▶ [BRIEF]:
Please work out how many lines in the data below contain "false", and reply with that number alone.

---

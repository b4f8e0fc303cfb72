//! Request/reply correlation store
//!
//! The sender records a start time per request id and the receiver records the
//! matching end time. Both run on their own threads, so every read and write
//! goes through a single mutex. Share the store with `Arc<CorrelationStore>`.
//!
//! Accounting rules:
//! - `sent` counts recorded requests, `completed` counts requests that have an
//!   end time, and `pending = sent - completed` can never go negative.
//! - `received` counts every decoded reply, including replies for ids that
//!   were never sent (`unmatched`) and repeated replies (`duplicates`).
//!   Neither kind creates or modifies a record.

use crate::{Error, Result};
use std::collections::HashMap;
use std::sync::{Mutex, MutexGuard};
use std::time::Instant;

/// Timestamps for a single request
#[derive(Debug, Clone, Copy, PartialEq, Eq)]
pub struct CorrelationRecord {
    pub id: u32,
    pub start: Instant,
    /// Set once the reply arrives; absent for requests that timed out
    pub end: Option<Instant>,
}

impl CorrelationRecord {
    pub fn is_completed(&self) -> bool {
        self.end.is_some()
    }
}

/// What a reply did to the store
#[derive(Debug, Clone, Copy, PartialEq, Eq)]
pub enum ReplyOutcome {
    /// First reply for a known request; its end time was recorded
    Matched,
    /// No request with this id was sent; nothing was recorded
    Unknown,
    /// The request already had a reply; the first end time is kept
    Duplicate,
}

/// Point-in-time counter values
#[derive(Debug, Clone, Copy, Default, PartialEq, Eq)]
pub struct Counters {
    pub sent: u64,
    pub received: u64,
    pub completed: u64,
    pub pending: u64,
    pub unmatched: u64,
    pub duplicates: u64,
}

#[derive(Default)]
struct Inner {
    records: HashMap<u32, CorrelationRecord>,
    sent: u64,
    received: u64,
    completed: u64,
    unmatched: u64,
    duplicates: u64,
}

/// Shared mapping from request id to its timestamps
#[derive(Default)]
pub struct CorrelationStore {
    inner: Mutex<Inner>,
}

impl CorrelationStore {
    pub fn new() -> Self {
        Self::default()
    }

    /// Create a store pre-sized for `expected` requests
    pub fn with_capacity(expected: usize) -> Self {
        Self {
            inner: Mutex::new(Inner { records: HashMap::with_capacity(expected), ..Inner::default() }),
        }
    }

    fn lock(&self) -> MutexGuard<'_, Inner> {
        // A panicking holder cannot leave the counters half-updated, so the
        // data behind a poisoned lock is still consistent.
        self.inner.lock().unwrap_or_else(|poisoned| poisoned.into_inner())
    }

    /// Record that request `id` was put on the wire at `at`
    ///
    /// Ids are unique for a run; recording the same id twice is an error.
    pub fn record_sent(&self, id: u32, at: Instant) -> Result<()> {
        let mut inner = self.lock();
        if inner.records.contains_key(&id) {
            return Err(Error::Other(format!("request id {id} recorded twice")));
        }
        inner.records.insert(id, CorrelationRecord { id, start: at, end: None });
        inner.sent += 1;
        Ok(())
    }

    /// Undo `record_sent` for a request that never made it onto the wire
    ///
    /// Returns false if the id is unknown or already has a reply.
    pub fn retract_sent(&self, id: u32) -> bool {
        let mut inner = self.lock();
        match inner.records.get(&id) {
            Some(record) if !record.is_completed() => {
                inner.records.remove(&id);
                inner.sent -= 1;
                true
            }
            _ => false,
        }
    }

    /// Record a reply for `id` arriving at `at`
    pub fn record_reply(&self, id: u32, at: Instant) -> ReplyOutcome {
        let mut inner = self.lock();
        inner.received += 1;

        let outcome = match inner.records.get_mut(&id) {
            None => ReplyOutcome::Unknown,
            Some(record) if record.is_completed() => ReplyOutcome::Duplicate,
            Some(record) => {
                // Instants from different threads may be observed slightly
                // out of order; a reply never ends before its request started.
                record.end = Some(at.max(record.start));
                ReplyOutcome::Matched
            }
        };

        match outcome {
            ReplyOutcome::Matched => inner.completed += 1,
            ReplyOutcome::Unknown => inner.unmatched += 1,
            ReplyOutcome::Duplicate => inner.duplicates += 1,
        }
        outcome
    }

    pub fn counts(&self) -> Counters {
        let inner = self.lock();
        Counters {
            sent: inner.sent,
            received: inner.received,
            completed: inner.completed,
            pending: inner.sent - inner.completed,
            unmatched: inner.unmatched,
            duplicates: inner.duplicates,
        }
    }

    /// Number of sent requests still waiting for a reply
    pub fn pending(&self) -> u64 {
        let inner = self.lock();
        inner.sent - inner.completed
    }

    /// Look up a single record
    pub fn get(&self, id: u32) -> Option<CorrelationRecord> {
        self.lock().records.get(&id).copied()
    }

    /// Copy out every record, in no particular order
    pub fn snapshot(&self) -> Vec<CorrelationRecord> {
        self.lock().records.values().copied().collect()
    }
}

#[cfg(test)]
mod tests {
    use super::*;
    use std::sync::Arc;
    use std::thread;
    use std::time::Duration;

    #[test]
    fn test_sent_then_reply_completes() {
        let store = CorrelationStore::new();
        let start = Instant::now();
        store.record_sent(1, start).unwrap();

        let counts = store.counts();
        assert_eq!((counts.sent, counts.received, counts.pending), (1, 0, 1));

        let end = start + Duration::from_millis(3);
        assert_eq!(store.record_reply(1, end), ReplyOutcome::Matched);

        let record = store.get(1).unwrap();
        assert_eq!(record.end, Some(end));
        let counts = store.counts();
        assert_eq!((counts.sent, counts.received, counts.pending), (1, 1, 0));
    }

    #[test]
    fn test_unknown_reply_counts_without_record() {
        let store = CorrelationStore::new();
        store.record_sent(1, Instant::now()).unwrap();

        assert_eq!(store.record_reply(99, Instant::now()), ReplyOutcome::Unknown);

        assert!(store.get(99).is_none());
        assert_eq!(store.snapshot().len(), 1);
        let counts = store.counts();
        assert_eq!(counts.received, 1);
        assert_eq!(counts.unmatched, 1);
        assert_eq!(counts.pending, 1);
    }

    #[test]
    fn test_duplicate_reply_keeps_first_end_time() {
        let store = CorrelationStore::new();
        let start = Instant::now();
        store.record_sent(5, start).unwrap();

        let first = start + Duration::from_millis(1);
        store.record_reply(5, first);
        assert_eq!(
            store.record_reply(5, start + Duration::from_millis(9)),
            ReplyOutcome::Duplicate
        );

        assert_eq!(store.get(5).unwrap().end, Some(first));
        let counts = store.counts();
        assert_eq!(counts.received, 2);
        assert_eq!(counts.completed, 1);
        assert_eq!(counts.duplicates, 1);
        assert_eq!(counts.pending, 0);
    }

    #[test]
    fn test_duplicate_send_rejected() {
        let store = CorrelationStore::new();
        store.record_sent(3, Instant::now()).unwrap();
        assert!(store.record_sent(3, Instant::now()).is_err());
        assert_eq!(store.counts().sent, 1);
    }

    #[test]
    fn test_retract_only_unanswered() {
        let store = CorrelationStore::new();
        store.record_sent(1, Instant::now()).unwrap();
        store.record_sent(2, Instant::now()).unwrap();
        store.record_reply(2, Instant::now());

        assert!(store.retract_sent(1));
        assert!(!store.retract_sent(2));
        assert!(!store.retract_sent(7));
        assert!(store.get(1).is_none());
        let counts = store.counts();
        assert_eq!((counts.sent, counts.completed, counts.pending), (1, 1, 0));
    }

    #[test]
    fn test_end_never_precedes_start() {
        let store = CorrelationStore::new();
        let start = Instant::now() + Duration::from_millis(50);
        store.record_sent(1, start).unwrap();
        store.record_reply(1, Instant::now());
        let record = store.get(1).unwrap();
        assert!(record.end.unwrap() >= record.start);
    }

    #[test]
    fn test_concurrent_sender_and_receiver() {
        let store = Arc::new(CorrelationStore::with_capacity(2_000));
        let total = 2_000u32;

        let sender_store = store.clone();
        let sender = thread::spawn(move || {
            for id in 1..=total {
                sender_store.record_sent(id, Instant::now()).unwrap();
            }
        });

        let receiver_store = store.clone();
        let receiver = thread::spawn(move || {
            let mut next = 1;
            while next <= total {
                if receiver_store.get(next).is_some() {
                    receiver_store.record_reply(next, Instant::now());
                    let counts = receiver_store.counts();
                    assert_eq!(counts.pending, counts.sent - counts.received);
                    next += 1;
                } else {
                    thread::yield_now();
                }
            }
        });

        sender.join().unwrap();
        receiver.join().unwrap();

        let counts = store.counts();
        assert_eq!(counts.sent, total as u64);
        assert_eq!(counts.received, total as u64);
        assert_eq!(counts.pending, 0);
        assert!(store.snapshot().iter().all(|r| r.end.unwrap() >= r.start));
    }
}
//! Shared helpers for the in-process harness tests

#![allow(dead_code)]

use phloem_core::{PayloadPool, Reply, Request};
use phloem_transport::{FrameSink, FrameSource, Frames, MemorySink, MemorySource};
use std::sync::atomic::{AtomicBool, Ordering};
use std::sync::Arc;
use std::thread::{self, JoinHandle};
use std::time::Duration;

pub fn test_pool() -> PayloadPool {
    PayloadPool::new(
        vec!["shop.example".into(), "news.example".into(), "mail.example".into()],
        vec!["203.0.113.5".into(), "203.0.113.9".into()],
    )
    .unwrap()
}

/// Reply channel that fails on every receive
pub struct FailingSource;

impl FrameSource for FailingSource {
    fn recv(&mut self) -> phloem_transport::Result<Option<Frames>> {
        Err(phloem_transport::Error::Other("reply socket lost".to_string()))
    }
}

/// In-process stand-in for the decision endpoint
pub struct Loopback {
    stop: Arc<AtomicBool>,
    handle: JoinHandle<u64>,
}

impl Loopback {
    /// Answer every request after `delay`; `reply_for` maps a request to the
    /// id to answer with (`None` = drop the request)
    pub fn start<F>(
        mut requests: MemorySource,
        mut replies: MemorySink,
        delay: Duration,
        reply_for: F,
    ) -> Self
    where
        F: Fn(&Request) -> Option<u32> + Send + 'static,
    {
        let stop = Arc::new(AtomicBool::new(false));
        let flag = stop.clone();
        let handle = thread::spawn(move || {
            let mut answered = 0;
            while !flag.load(Ordering::Acquire) {
                let Some(frames) = requests.recv().unwrap() else { continue };
                let request = Request::decode(&frames).unwrap();
                let Some(id) = reply_for(&request) else { continue };
                if !delay.is_zero() {
                    thread::sleep(delay);
                }
                let reply = Reply { id, score: b"0.42".to_vec(), category: b"benign".to_vec() };
                if reply.with_frames(|f| replies.send(f)).is_ok() {
                    answered += 1;
                }
            }
            answered
        });
        Self { stop, handle }
    }

    pub fn echo(requests: MemorySource, replies: MemorySink, delay: Duration) -> Self {
        Self::start(requests, replies, delay, |request| Some(request.id))
    }

    /// Stop and return how many replies were sent
    pub fn stop(self) -> u64 {
        self.stop.store(true, Ordering::Release);
        self.handle.join().unwrap()
    }
}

---

▶ [REPLY]:
3